Faça cada exercício por 40 segundos e descanse o resto do minuto. A partir do início do segundo minuto, passe para o próximo exercício e faça isso até terminar tudo - este é um círculo. Você precisa completar cinco círculos.

Se você não conseguir recuperar o fôlego em 20 segundos, altere o tempo de trabalho e descanso para 30:30. Você pode baixar um cronômetro para o treinamento intervalado de modo a não olhar para o telefone durante o exercício, ou fazer o complexo comigo no vídeo abaixo.

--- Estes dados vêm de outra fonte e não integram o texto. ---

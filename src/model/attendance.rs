use chrono::{NaiveDate, NaiveTime};
use serde::{Deserialize, Serialize};
use sqlx::{Executor, MySql};
use utoipa::ToSchema;

/// Daily attendance state. A record starts as `Present` (or `Late`) at
/// clock-in; `Absent`, `Holiday` and `Leave` are written by back-office
/// processes outside this service.
#[derive(
    Debug,
    Clone,
    Copy,
    PartialEq,
    Eq,
    Serialize,
    Deserialize,
    sqlx::Type,
    ToSchema,
    strum_macros::Display,
)]
#[sqlx(rename_all = "snake_case")]
#[serde(rename_all = "snake_case")]
#[strum(serialize_all = "snake_case")]
pub enum AttendanceStatus {
    Present,
    Late,
    Absent,
    Holiday,
    Leave,
}

/// One row per (employee, date); the unique index on that pair serializes
/// concurrent clock-ins.
#[derive(Debug, Serialize, Deserialize, sqlx::FromRow, ToSchema)]
pub struct Attendance {
    #[schema(example = 1)]
    pub id: u64,
    #[schema(example = 1000)]
    pub employee_id: u64,
    #[schema(example = 1)]
    pub office_id: u64,
    #[schema(example = "2026-01-01", format = "date", value_type = String)]
    pub date: NaiveDate,
    #[schema(example = "08:02:11", value_type = Option<String>)]
    pub clock_in: Option<NaiveTime>,
    #[schema(example = "17:31:40", value_type = Option<String>)]
    pub clock_out: Option<NaiveTime>,
    pub clock_in_lat: Option<f64>,
    pub clock_in_lng: Option<f64>,
    pub clock_out_lat: Option<f64>,
    pub clock_out_lng: Option<f64>,
    pub clock_in_address: Option<String>,
    pub clock_out_address: Option<String>,
    /// Work duration in minutes, set once at clock-out.
    #[schema(example = 540)]
    pub work_duration: Option<i32>,
    /// Credited overtime in minutes, set together with `work_duration`.
    #[schema(example = 0)]
    pub overtime_duration: Option<i32>,
    #[schema(example = "present")]
    pub status: AttendanceStatus,
    pub notes: Option<String>,
}

const COLUMNS: &str = "id, employee_id, office_id, date, clock_in, clock_out, \
     clock_in_lat, clock_in_lng, clock_out_lat, clock_out_lng, \
     clock_in_address, clock_out_address, work_duration, overtime_duration, \
     status, notes";

impl Attendance {
    /// Today's record for an employee, if any.
    pub async fn find_for_day<'e, E>(
        exec: E,
        employee_id: u64,
        date: NaiveDate,
    ) -> Result<Option<Attendance>, sqlx::Error>
    where
        E: Executor<'e, Database = MySql>,
    {
        sqlx::query_as::<_, Attendance>(&format!(
            "SELECT {COLUMNS} FROM attendances WHERE employee_id = ? AND date = ?"
        ))
        .bind(employee_id)
        .bind(date)
        .fetch_optional(exec)
        .await
    }

    pub async fn find_by_id<'e, E>(exec: E, id: u64) -> Result<Option<Attendance>, sqlx::Error>
    where
        E: Executor<'e, Database = MySql>,
    {
        sqlx::query_as::<_, Attendance>(&format!("SELECT {COLUMNS} FROM attendances WHERE id = ?"))
            .bind(id)
            .fetch_optional(exec)
            .await
    }
}
#[derive(Debug, Copy, Clone, Eq, PartialEq)]
pub enum Role {
    Admin = 1,
    Hr = 2,
    Manager = 3,
    Employee = 4,
}

impl Role {
    pub fn from_id(id: u8) -> Option<Self> {
        match id {
            1 => Some(Role::Admin),
            2 => Some(Role::Hr),
            3 => Some(Role::Manager),
            4 => Some(Role::Employee),
            _ => None,
        }
    }

    /// Roles that may view and decide requests addressed to them.
    pub fn can_review_requests(&self) -> bool {
        matches!(self, Role::Admin | Role::Hr | Role::Manager)
    }
}

#[cfg(test)]
mod tests {
    use super::*;

    #[test]
    fn unknown_ids_map_to_none() {
        assert_eq!(Role::from_id(0), None);
        assert_eq!(Role::from_id(9), None);
    }

    #[test]
    fn plain_employees_cannot_review() {
        assert!(!Role::Employee.can_review_requests());
        assert!(Role::Manager.can_review_requests());
    }
}
use chrono::{Datelike, NaiveDate};

use crate::model::schedule::WorkSchedule;

/// ISO weekday number for a date: 1 = Monday .. 7 = Sunday.
///
/// Work-day sets are stored with this convention, so a calendar Sunday (0 in
/// some conventions) always lands on 7 here.
pub fn iso_weekday(date: NaiveDate) -> u32 {
    date.weekday().number_from_monday()
}

/// True iff `date` falls on one of the schedule's configured work days.
pub fn is_scheduled_work_day(schedule: &WorkSchedule, date: NaiveDate) -> bool {
    schedule.is_work_day(iso_weekday(date))
}

#[cfg(test)]
mod tests {
    use super::*;
    use crate::model::schedule::WorkSchedule;

    fn schedule_with_days(days: &str) -> WorkSchedule {
        WorkSchedule {
            work_days: days.to_string(),
            ..WorkSchedule::test_default()
        }
    }

    #[test]
    fn monday_is_one_sunday_is_seven() {
        // 2025-08-25 is a Monday, 2025-08-31 a Sunday.
        assert_eq!(iso_weekday(NaiveDate::from_ymd_opt(2025, 8, 25).unwrap()), 1);
        assert_eq!(iso_weekday(NaiveDate::from_ymd_opt(2025, 8, 31).unwrap()), 7);
    }

    #[test]
    fn weekday_membership_drives_the_answer() {
        let schedule = schedule_with_days("[1,2,3,4,5]");
        let monday = NaiveDate::from_ymd_opt(2025, 8, 25).unwrap();
        let saturday = NaiveDate::from_ymd_opt(2025, 8, 30).unwrap();
        assert!(is_scheduled_work_day(&schedule, monday));
        assert!(!is_scheduled_work_day(&schedule, saturday));
    }

    #[test]
    fn malformed_work_days_never_match() {
        for bad in ["", "not json", "{\"a\":1}", "[\"mon\"]"] {
            let schedule = schedule_with_days(bad);
            let monday = NaiveDate::from_ymd_opt(2025, 8, 25).unwrap();
            assert!(!is_scheduled_work_day(&schedule, monday), "days = {bad:?}");
        }
    }
}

O treino consiste em cinco exercícios:

  • Burpee com giro de 180 °.
  • Levante as pernas para o lado em pé.
  • Flexões do Homem-Aranha.
  • Pressione dobra para os lados.
  • O salto do macaco.

Todo o treino levará 25 minutos, e você pode dedicar outros cinco minutos para um esforço tranquilo com exercícios de mobilidade. Conclua o complexo e, em seguida, passe imediatamente para o alongamento.

Como fazer exercício

Burpee com giro de 180 °

Na parte inferior do burpee, toque o chão com o peito e os quadris. Tente não ficar muito tempo depois do salto: virou-se e imediatamente caiu.

Para tornar o exercício mais fácil, não sente no chão. Dê um salto à queima-roupa e, em seguida, levante-se imediatamente e salte dando uma volta de 180 °.

Levantando as pernas para o lado

Levante a perna, endireite o joelho. Faça elevações em pequena amplitude, tentando manter a perna no mesmo nível durante todo o exercício. Não se incline, endireite e abaixe os ombros. Você pode manter as mãos na frente do peito ou no cinto. Execute 20 segundos cada nas pernas direita e esquerda.

Para tornar o exercício mais fácil, segure-se na parede.

Flexão de homem aranha

Contraia o abdômen para que a parte inferior das costas não desabe. Certifique-se de que seus cotovelos estão voltados para trás, não para os lados. Se for difícil, divida o movimento em duas partes: flexões e flexões do joelho até o cotovelo. Lados alternativos todas as vezes.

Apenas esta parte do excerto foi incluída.